文化 【ふるさと魅力発信】面河山岳博物館

■冬の風物詩?カマキリの卵
冬はほとんどの昆虫が越冬するため、見かける機会がぐっと減ります。そんな冬でも比較的簡単に探し出せる昆虫がカマキリの卵です。
種類によって産卵場所が違うため、見つけた場所でどのカマキリか見分けることができます。例えば、オオカマキリは植物の茎、ハラビロカマキリは建物の壁や木の幹です。最近久万高原町にも侵入した外来種、ムネアカハラビロカマキリは、木の枝先や植物の茎、竹ぼうきの穂などに産むことが多いです。
カマキリの卵はかさかさしたスポンジ状の物質で覆われています。このスポンジは、乾燥や外敵から卵を守るだけでなく、空気をたくさん含む断熱材の役割も果たしています。

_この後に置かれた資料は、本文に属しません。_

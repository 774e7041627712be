// Market analysis: role health, outlook projection, salary trends.
// Keyed only by job title; independent of any candidate profile.

pub mod handlers;
pub mod health;
pub mod outlook;
pub mod salary;
//! Axum route handlers for the Analysis API.

use axum::{extract::State, Json};
use chrono::{Datelike, Utc};
use serde::Deserialize;

use crate::analysis::pipeline::{analyze_profile, AnalysisReport};
use crate::errors::AppError;
use crate::models::profile::Profile;
use crate::state::AppState;

#[derive(Debug, Deserialize)]
pub struct AnalysisRequest {
    pub profile: Profile,
    /// Titles to rank. When omitted, titles are shortlisted from the profile's technical skills.
    #[serde(default)]
    pub candidate_titles: Option<Vec<String>>,
}

/// POST /api/v1/analysis
///
/// Ranks catalog roles for the profile and returns scores, recommended jobs and
/// prioritized missing skills.
pub async fn handle_analyze(
    State(state): State<AppState>,
    Json(request): Json<AnalysisRequest>,
) -> Result<Json<AnalysisReport>, AppError> {
    let as_of_year = Utc::now().year();

    let report = analyze_profile(
        &request.profile,
        request.candidate_titles.as_deref(),
        &state.catalog,
        state.relevance_scorer.as_ref(),
        as_of_year,
    )?;

    Ok(Json(report))
}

その内側にある卵の個数は、オオカマキリでは多いとなんと300個。時期が来ると一斉にふ化しますが、温度によってふ化に必要な時間がかなり変わります。25℃では約30日、20℃だと100日ほどです。持ち帰って観察する場合、長い間暖かい室内に放置すると、真冬にふ化してしまうため、気を付けましょう。(安田)

▽学芸員のつぶやき
カマキリの卵には稀に、体長数ミリほどのコバチやカツオブシムシが寄生しています。もしカマキリの卵から小さな昆虫が出てきたら、ぜひ博物館までご一報下さい。